Wakamoto, Shinobu, Fujihara, Mitsuhiro, Kuzuma, Kazuhiro, Sato, Shinichiro, Kato, Toshiaki, Naohara, Tohru, Kasai, Masaharu, Sawada, Ken-ichi, Kobayashi, Ryoji, Kudoh, Tooru, Ikebuchi, Kenji, Azuma, Hiroshi, and Ikeda, Hisami

Subjects

BLOOD collection, IMMUNOMODULATORS, CHEMOTAXIS, BLOOD transfusion, BIOCHEMISTRY

Abstract

Background: RANTES, one of the PLT-derived biologic response modifiers, accumulates in PLT concentrates (PCs) during storage and may play a causative role in nonhemolytic transfusion reactions (NHTRs) after PC transfusion.Study Design and Methods: To investigate the association of RANTES with NHTRs, the biologic activity of RANTES in the supernatant of stored PC at the intravascular concentration expected after PC transfusion was assessed by examining chemotaxis and histamine release in human basophils.

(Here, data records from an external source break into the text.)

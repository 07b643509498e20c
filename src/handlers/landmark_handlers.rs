use crate::error::{AppError, Result};
use crate::AppState;
use axum::{
    extract::{Path, State},
    http::header,
    response::{IntoResponse, Json},
};
use serde_json::json;

/// The catalog never changes while the process runs.
const CATALOG_CACHE_CONTROL: &str = "public, max-age=300";

pub async fn list_landmarks_handler(State(app_state): State<AppState>) -> impl IntoResponse {
    (
        [(header::CACHE_CONTROL, CATALOG_CACHE_CONTROL)],
        Json(json!({ "landmarks": app_state.catalog.all() })),
    )
}

pub async fn get_landmark_handler(
    State(app_state): State<AppState>,
    Path(landmark_id): Path<i64>,
) -> Result<impl IntoResponse> {
    let landmark = app_state
        .catalog
        .get(landmark_id)
        .ok_or_else(|| AppError::NotFound("Landmark not found".to_string()))?;

    Ok((
        [(header::CACHE_CONTROL, CATALOG_CACHE_CONTROL)],
        Json(landmark.clone()),
    ))
}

In addition, the levels of RANTES in PCs involved in NHTRs were compared with those in PCs causing no transfusion reactions.Results: The supernatant of PC diluted to contain 1 nM RANTES significantly increased the migration of and release of histamine from basophils. Neutralizing antibody to RANTES suppressed the PC-triggered migration, but not histamine release. The levels of RANTES in PCs involved in NHTRs after PC transfusion were comparable to those in PCs that did not cause any transfusion reactions.Conclusion: RANTES that accumulated in PCs during storage was biologically active in a basophil chemotaxis assay at the intravascular concentration expected after PC transfusion. However, the NHTRs after PC transfusion were not simply related to the RANTES level in PCs. [ABSTRACT FROM AUTHOR]

Published

2003